LA FAMILLE MIDDLESTEINEdie Middlestein pèse plus de 150 kg et doit subir une nouvelle opération à la jambe pour lui éviter des problèmes cardiaques. Sa fille Robin tient son père responsable de la déchéance de sa mère. Alors que celle-ci doit passer sur le billard, Richard n'a rien trouvé de mieux que de demander le divorce et s'offrir une nouvelle jeunesse en multipliant les rencontres sur le net. Benny, leur fils, est lui confronté à une soudaine calvitie - liée au stress - et laisse son épouse Rachelle partir en mission pour sauver sa belle-mère. En filigrane, se prépare également la célèbre bar-mitsvah des Middlestein où vont se croiser tous les membres de cette famille dysfonctionnelle. 

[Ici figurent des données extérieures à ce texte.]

//! Runtime values observed while evaluating assertion expressions.
//!
//! Every leaf of an assertion tree (a captured variable, a literal constant)
//! produces a [`Value`], and every failure report formats one back into
//! source-like text. The formatting rules here are what make a failure
//! message read like the code that produced it: strings come back quoted and
//! escaped, booleans as `true`/`false`, type operands as `typeof(T)`.

use chrono::NaiveDateTime;
use serde::Serialize;
use std::collections::BTreeMap;

/// A runtime value produced by evaluating a sub-expression.
///
/// The set is deliberately small: it covers what boolean assertion
/// expressions actually compare. Structured data uses `List` and `Object`;
/// everything else is a scalar.
#[derive(Debug, Clone, PartialEq, Serialize)]
pub enum Value {
    /// The absent value (`??` coalesces over it, dereferencing it faults).
    Null,
    Bool(bool),
    Int(i64),
    Float(f64),
    Str(String),
    /// A date/time constant, rendered in ISO-8601 `yyyy-MM-ddTHH:mm:ss` form.
    DateTime(NaiveDateTime),
    /// A type used as a value, rendered as `typeof(T)`.
    Type(String),
    List(Vec<Value>),
    Object {
        type_name: String,
        fields: BTreeMap<String, Value>,
    },
}

impl Value {
    /// The runtime type name of this value, as shown in `is`-check reports.
    pub fn type_name(&self) -> &str {
        match self {
            Value::Null => "null",
            Value::Bool(_) => "bool",
            Value::Int(_) => "int",
            Value::Float(_) => "double",
            Value::Str(_) => "string",
            Value::DateTime(_) => "DateTime",
            Value::Type(_) => "Type",
            Value::List(_) => "List",
            Value::Object { type_name, .. } => type_name,
        }
    }

    /// Whether this value counts as a primitive for the renderer's
    /// "interesting target" rule: literal receivers like `"1".Trim()` or
    /// `1.ToString()` keep their prefix, synthetic captures do not.
    pub fn is_primitive(&self) -> bool {
        matches!(
            self,
            Value::Bool(_) | Value::Int(_) | Value::Float(_) | Value::Str(_)
        )
    }

    /// Extract a boolean, if this is one.
    pub fn as_bool(&self) -> Option<bool> {
        match self {
            Value::Bool(b) => Some(*b),
            _ => None,
        }
    }

    /// Plain text conversion, the `ToString()` view: strings come back raw
    /// (no quotes, no escapes), everything else matches [`format_value`].
    pub fn to_text(&self) -> String {
        match self {
            Value::Str(s) => s.clone(),
            other => format_value(other),
        }
    }
}

/// Format a value the way it would appear in assertion source text.
///
/// This is the canonical table used for rendered constants and for the
/// "but was:" slot of a report:
///
/// - booleans as `true` / `false`
/// - date/times in ISO-8601 `yyyy-MM-ddTHH:mm:ss`
/// - strings double-quoted with control characters escaped
/// - types as `typeof(T)`
/// - everything else via its default textual conversion
pub fn format_value(value: &Value) -> String {
    match value {
        Value::Null => "null".to_string(),
        Value::Bool(b) => b.to_string(),
        Value::Int(n) => n.to_string(),
        Value::Float(f) => f.to_string(),
        Value::Str(s) => format!("\"{}\"", escape_string(s)),
        Value::DateTime(dt) => dt.format("%Y-%m-%dT%H:%M:%S").to_string(),
        Value::Type(name) => format!("typeof({})", display_type_name(name)),
        Value::List(items) => {
            let rendered: Vec<String> = items.iter().map(format_value).collect();
            format!("[{}]", rendered.join(", "))
        }
        Value::Object { type_name, fields } => {
            let rendered: Vec<String> = fields
                .iter()
                .map(|(name, value)| format!("{} = {}", name, format_value(value)))
                .collect();
            format!("{} {{ {} }}", type_name, rendered.join(", "))
        }
    }
}

/// Escape a string for source-like display.
///
/// Escapes `"` and `\`, plus the control characters that have canonical
/// two-character escapes: NUL, BEL, BS, TAB, LF, VT, FF, CR.
pub fn escape_string(s: &str) -> String {
    let mut out = String::with_capacity(s.len());
    for c in s.chars() {
        match c {
            '"' => out.push_str("\\\""),
            '\\' => out.push_str("\\\\"),
            '\0' => out.push_str("\\0"),
            '\x07' => out.push_str("\\a"),
            '\x08' => out.push_str("\\b"),
            '\t' => out.push_str("\\t"),
            '\n' => out.push_str("\\n"),
            '\x0b' => out.push_str("\\v"),
            '\x0c' => out.push_str("\\f"),
            '\r' => out.push_str("\\r"),
            other => out.push(other),
        }
    }
    out
}

/// Reverse [`escape_string`]. Returns `None` on a dangling or unknown escape.
pub fn unescape_string(s: &str) -> Option<String> {
    let mut out = String::with_capacity(s.len());
    let mut chars = s.chars();
    while let Some(c) = chars.next() {
        if c != '\\' {
            out.push(c);
            continue;
        }
        match chars.next()? {
            '"' => out.push('"'),
            '\\' => out.push('\\'),
            '0' => out.push('\0'),
            'a' => out.push('\x07'),
            'b' => out.push('\x08'),
            't' => out.push('\t'),
            'n' => out.push('\n'),
            'v' => out.push('\x0b'),
            'f' => out.push('\x0c'),
            'r' => out.push('\r'),
            _ => return None,
        }
    }
    Some(out)
}

/// Normalize a declared type name for display.
///
/// Well-known scalar names map to their short keyword form; everything else
/// passes through as its bare name, never namespace-qualified.
pub fn display_type_name(name: &str) -> &str {
    match name {
        "String" => "string",
        "Int32" | "Int64" => "int",
        "Double" | "Single" => "double",
        "Boolean" => "bool",
        other => other,
    }
}

impl From<bool> for Value {
    fn from(b: bool) -> Self {
        Value::Bool(b)
    }
}

impl From<i32> for Value {
    fn from(n: i32) -> Self {
        Value::Int(n as i64)
    }
}

impl From<i64> for Value {
    fn from(n: i64) -> Self {
        Value::Int(n)
    }
}

impl From<f64> for Value {
    fn from(f: f64) -> Self {
        Value::Float(f)
    }
}

impl From<&str> for Value {
    fn from(s: &str) -> Self {
        Value::Str(s.to_string())
    }
}

impl From<String> for Value {
    fn from(s: String) -> Self {
        Value::Str(s)
    }
}

impl From<NaiveDateTime> for Value {
    fn from(dt: NaiveDateTime) -> Self {
        Value::DateTime(dt)
    }
}

impl<T: Into<Value>> From<Vec<T>> for Value {
    fn from(items: Vec<T>) -> Self {
        Value::List(items.into_iter().map(Into::into).collect())
    }
}

impl From<serde_json::Value> for Value {
    fn from(json: serde_json::Value) -> Self {
        match json {
            serde_json::Value::Null => Value::Null,
            serde_json::Value::Bool(b) => Value::Bool(b),
            serde_json::Value::Number(n) => {
                if let Some(i) = n.as_i64() {
                    Value::Int(i)
                } else {
                    Value::Float(n.as_f64().unwrap_or(f64::NAN))
                }
            }
            serde_json::Value::String(s) => Value::Str(s),
            serde_json::Value::Array(items) => {
                Value::List(items.into_iter().map(Value::from).collect())
            }
            serde_json::Value::Object(map) => Value::Object {
                type_name: "object".to_string(),
                fields: map.into_iter().map(|(k, v)| (k, Value::from(v))).collect(),
            },
        }
    }
}

#[cfg(test)]
mod tests {
    use super::*;
    use chrono::NaiveDate;
    use proptest::prelude::*;
    use serde_json::json;

    #[test]
    fn test_format_booleans() {
        assert_eq!(format_value(&Value::Bool(true)), "true");
        assert_eq!(format_value(&Value::Bool(false)), "false");
    }

    #[test]
    fn test_format_datetime_iso8601() {
        let dt = NaiveDate::from_ymd_opt(2024, 3, 7)
            .unwrap()
            .and_hms_opt(9, 30, 5)
            .unwrap();
        assert_eq!(format_value(&Value::DateTime(dt)), "2024-03-07T09:30:05");
    }

    #[test]
    fn test_format_string_quotes_and_escapes() {
        assert_eq!(format_value(&Value::Str("hi".into())), "\"hi\"");
        assert_eq!(
            format_value(&Value::Str("a\tb\nc".into())),
            "\"a\\tb\\nc\""
        );
        assert_eq!(
            format_value(&Value::Str("say \"hi\"".into())),
            "\"say \\\"hi\\\"\""
        );
        assert_eq!(format_value(&Value::Str("a\0b".into())), "\"a\\0b\"");
    }

    #[test]
    fn test_format_type_value() {
        assert_eq!(format_value(&Value::Type("String".into())), "typeof(string)");
        assert_eq!(format_value(&Value::Type("Foo".into())), "typeof(Foo)");
    }

    #[test]
    fn test_format_list_and_object() {
        let list = Value::from(vec![1, 2, 3]);
        assert_eq!(format_value(&list), "[1, 2, 3]");

        let obj = Value::from(json!({"X": 1, "Y": "a"}));
        assert_eq!(format_value(&obj), "object { X = 1, Y = \"a\" }");
    }

    #[test]
    fn test_to_text_strings_are_unquoted() {
        assert_eq!(Value::Str("hi".into()).to_text(), "hi");
        assert_eq!(Value::Int(7).to_text(), "7");
    }

    #[test]
    fn test_display_type_name_normalization() {
        assert_eq!(display_type_name("String"), "string");
        assert_eq!(display_type_name("Int32"), "int");
        assert_eq!(display_type_name("Widget"), "Widget");
    }

    #[test]
    fn test_unescape_inverts_escape() {
        let original = "tab\t newline\n bell\x07 quote\" slash\\ vt\x0b";
        assert_eq!(
            unescape_string(&escape_string(original)).as_deref(),
            Some(original)
        );
    }

    #[test]
    fn test_unescape_rejects_dangling_escape() {
        assert_eq!(unescape_string("oops\\"), None);
        assert_eq!(unescape_string("\\q"), None);
    }

    #[test]
    fn test_is_primitive() {
        assert!(Value::Int(1).is_primitive());
        assert!(Value::Str("x".into()).is_primitive());
        assert!(!Value::Null.is_primitive());
        assert!(!Value::from(vec![1]).is_primitive());
    }

    proptest! {
        #[test]
        fn prop_escape_roundtrip(s in "[ -~\t\n\r\x00\x07\x08\x0b\x0c\"\\\\]*") {
            prop_assert_eq!(unescape_string(&escape_string(&s)), Some(s));
        }

        #[test]
        fn prop_escape_roundtrip_any_string(s in ".*") {
            prop_assert_eq!(unescape_string(&escape_string(&s)), Some(s));
        }
    }
}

Ne vous attendez pas à une comédie familiale déjantée, ni à une tragicomédie plombante et bien amère. Le roman est un étonnant mélange des deux, tantôt grinçant et caustique, tantôt désopilant et saugrenu. On sent néanmoins tous les regards converger vers la mère juive despotique et effrayante, qui se moque du qu'en-dira-t-on et se remplit la panse pour assouvir tous ses désirs. Et on devine les dents grincer, les soupirs s'accentuer, les replis sur soi et les vaines tentatives de déculpabiliser. Edie est tout de même formidable dans son rôle d'ogresse, qui a déraisonnablement choisi de croquer la vie à pleines dents. C'est un portrait tout en humour, en tendresse et en suavité qui se dessine, mais qui ne cache rien du désarroi de ses proches. La famille Middlestein incarne les dérives d'une société imparfaite, pleine d'espérances et pourtant vouée à sa propre désagrégation. 

Une lecture finalement pas si légère, malgré une orientation cynique pleinement assumée, mais qui tend à se soigner pour ne pas sombrer dans le sinistre.